Thứ Ba, 16 tháng 4, 2013

Holocaust survivor's tale under scrutiny

Alex Kurzem

Alex Kurzem near his Melbourne home.

THE world-famous Nazi hunters at the Simon Wiesenthal Centre are trying to prove the wartime memoirs of Victorian Alex Kurzem are false.

Mr Kurzem claims he watched the Nazi-driven execution of his Jewish mother and siblings before becoming a child mascot for a murderous SS unit in war-torn Europe.

His son, Mark, wrote an international best-selling book that portrays Mr Kurzem as a five-year-old Russian Jew who survived the Holocaust by working closely with an SS extermination squad during World War II.

Mr Kurzem recently told the Herald Sun he stood by the accuracy of everything in the book.

He has been receiving payments since 1999 from the US-based Jewish Claims Conference -- which compensates Jewish Holocaust survivors from funds provided by the German government.

The director of the Simon Wiesenthal Centre's Israel office, Dr Efraim Zuroff, recently wrote to the Claims Conference urging it to hold a new investigation into Mr Kurzem's claim to be a Holocaust survivor.

"Everything in this case appears to point to a scam," he wrote.

"Only a comprehensive investigation can finally determine whether Kurzem is indeed a Holocaust survivor, which I very much doubt, or an imposter whose main motivation was to gain fortune and fame by distorting his unusual wartime experiences."

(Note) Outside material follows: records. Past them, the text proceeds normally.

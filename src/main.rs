use std::path::PathBuf;

use anyhow::{Context, Result};
use card_image_fix::report::{render_recase_report, render_reconcile_report, render_suggestions};
use card_image_fix::{Anchor, ReconcileConfig, ReconcileRunner, RunContext, StrategyPreset};
use clap::{Args, Parser, Subcommand};
use serde::Serialize;

#[derive(Parser, Debug)]
#[command(
  name = "card-image-fix",
  version,
  about = "Repair dataset image references against the files on disk"
)]
struct Cli {
  #[command(flatten)]
  shared: SharedArgs,

  #[command(subcommand)]
  command: Command,
}

#[derive(Args, Debug)]
struct SharedArgs {
  /// Project root the configured paths are relative to
  #[arg(long, global = true, value_name = "DIR", default_value = ".")]
  root: PathBuf,
  /// Configuration file (default: `<root>/reconcile.config.json`)
  #[arg(long, global = true, value_name = "FILE")]
  config: Option<PathBuf>,
  /// Dataset to reconcile, overriding the configured path
  #[arg(long, global = true, value_name = "FILE")]
  dataset: Option<PathBuf>,
  /// Image directory, overriding the configured path
  #[arg(long, global = true, value_name = "DIR")]
  assets: Option<PathBuf>,
  /// Public prefix corrected references are rebuilt under
  #[arg(long, global = true)]
  prefix: Option<String>,
  /// Minimum similarity ratio for fuzzy matches
  #[arg(long, global = true)]
  cutoff: Option<f64>,
  /// Print the report as JSON instead of text
  #[arg(long, global = true)]
  json: bool,
  /// Log every applied change
  #[arg(short, long, global = true)]
  verbose: bool,
}

#[derive(Subcommand, Debug)]
enum Command {
  /// Rewrite drifted image references to the files that exist
  Reconcile {
    /// Which matching strategies to try
    #[arg(long, value_enum, default_value_t = StrategyPreset::Full)]
    preset: StrategyPreset,
    /// Only report what would change
    #[arg(long)]
    dry_run: bool,
  },

  /// Capitalise shouting basenames from an anchor record onwards
  Recase {
    /// Value identifying the first record to re-case
    #[arg(long, value_name = "NAME")]
    anchor: String,
    /// Record attribute the anchor is matched against
    #[arg(long)]
    field: Option<String>,
    /// Only report what would change
    #[arg(long)]
    dry_run: bool,
  },

  /// List likely files for drifted references without rewriting
  Suggest {
    /// Maximum candidates per reference
    #[arg(long)]
    limit: Option<usize>,
  },
}

fn main() -> Result<()> {
  let cli = Cli::parse();

  let mut clog = colog::default_builder();
  clog.filter(
    None,
    if cli.shared.verbose {
      log::LevelFilter::Debug
    } else {
      log::LevelFilter::Info
    },
  );
  clog.init();

  let mut config = load_config(&cli.shared)?;
  if let Command::Suggest { limit: Some(limit) } = &cli.command {
    config.suggestion_limit = *limit;
  }
  config.validate().context("invalid configuration")?;

  let mut context = RunContext::from_config(&cli.shared.root, &config);
  if let Some(dataset) = &cli.shared.dataset {
    context.dataset_path = dataset.clone();
  }
  if let Some(assets) = &cli.shared.assets {
    context.assets_dir = assets.clone();
  }
  let runner = ReconcileRunner::new(context);

  match cli.command {
    Command::Reconcile { preset, dry_run } => {
      let outcome = runner.reconcile(preset, dry_run).context("reconciliation aborted")?;
      if cli.shared.json {
        print_json(&outcome.report)?;
      } else {
        print!(
          "{}",
          render_reconcile_report(
            &outcome.report,
            outcome.assets_scanned.unwrap_or(0),
            config.report_sample_limit
          )
        );
      }
      if let Some(backup) = outcome.backup_path {
        println!("Backup written to {}", backup.display());
      }
    }

    Command::Recase {
      anchor,
      field,
      dry_run,
    } => {
      let anchor = Anchor::new(field.unwrap_or_else(|| config.anchor_field.clone()), anchor);
      let outcome = runner.recase(&anchor, dry_run).context("re-casing aborted")?;
      if cli.shared.json {
        print_json(&outcome.report)?;
      } else {
        print!("{}", render_recase_report(&outcome.report));
      }
      if let Some(backup) = outcome.backup_path {
        println!("Backup written to {}", backup.display());
      }
    }

    Command::Suggest { .. } => {
      let outcome = runner.suggest().context("suggestion run aborted")?;
      if cli.shared.json {
        print_json(&outcome.report)?;
      } else {
        print!("{}", render_suggestions(&outcome.report));
      }
    }
  }

  Ok(())
}

fn load_config(args: &SharedArgs) -> Result<ReconcileConfig> {
  let mut config = match &args.config {
    Some(path) => ReconcileConfig::from_path(path)
      .with_context(|| format!("failed to read configuration {}", path.display()))?,
    None => ReconcileConfig::discover(&args.root),
  };

  if let Some(prefix) = &args.prefix {
    config.public_prefix = prefix.clone();
  }
  if let Some(cutoff) = args.cutoff {
    config.similarity_cutoff = cutoff;
  }
  Ok(config)
}

fn print_json<T: Serialize>(value: &T) -> Result<()> {
  let encoded = serde_json::to_string_pretty(value).context("failed to encode report")?;
  println!("{encoded}");
  Ok(())
}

The Claims Conference has handed over a dossier of evidence disputing Mr Kurzem's claims to its Israel-based ombudsman, Shmuel Hollander, to investigate.

Much of that dossier was prepared by Mr Kurzem's main doubters, forensic genealogist Colleen Fitzpatrick, senior staff at the Melbourne Holocaust Centre and US-based psychologist Dr Barry Resnick, who lost relatives in the Holocaust.

Mr Kurzem has refused an offer by the Herald Sun to organise and pay for medical and DNA tests to help prove his identity and whether or not he is Jewish.

He did recently get a certificate from a doctor in France that says he is circumcised, and he had sent that to the Claims Conference.

But he is continuing to refuse to take a DNA test, which would either prove or disprove claims made in the book about his life that he is a member of the Galperin family.

Mr Kurzem said he had recently taken the circumcision test at the behest of a European film company, which is making a movie about his life, and that he would consider taking a DNA test if the movie makers asked him to.

He said he had been told by others that he was a member of the Galperin family. "I might be. I might be anybody, but I have got no proof who I am," Mr Kurzem said.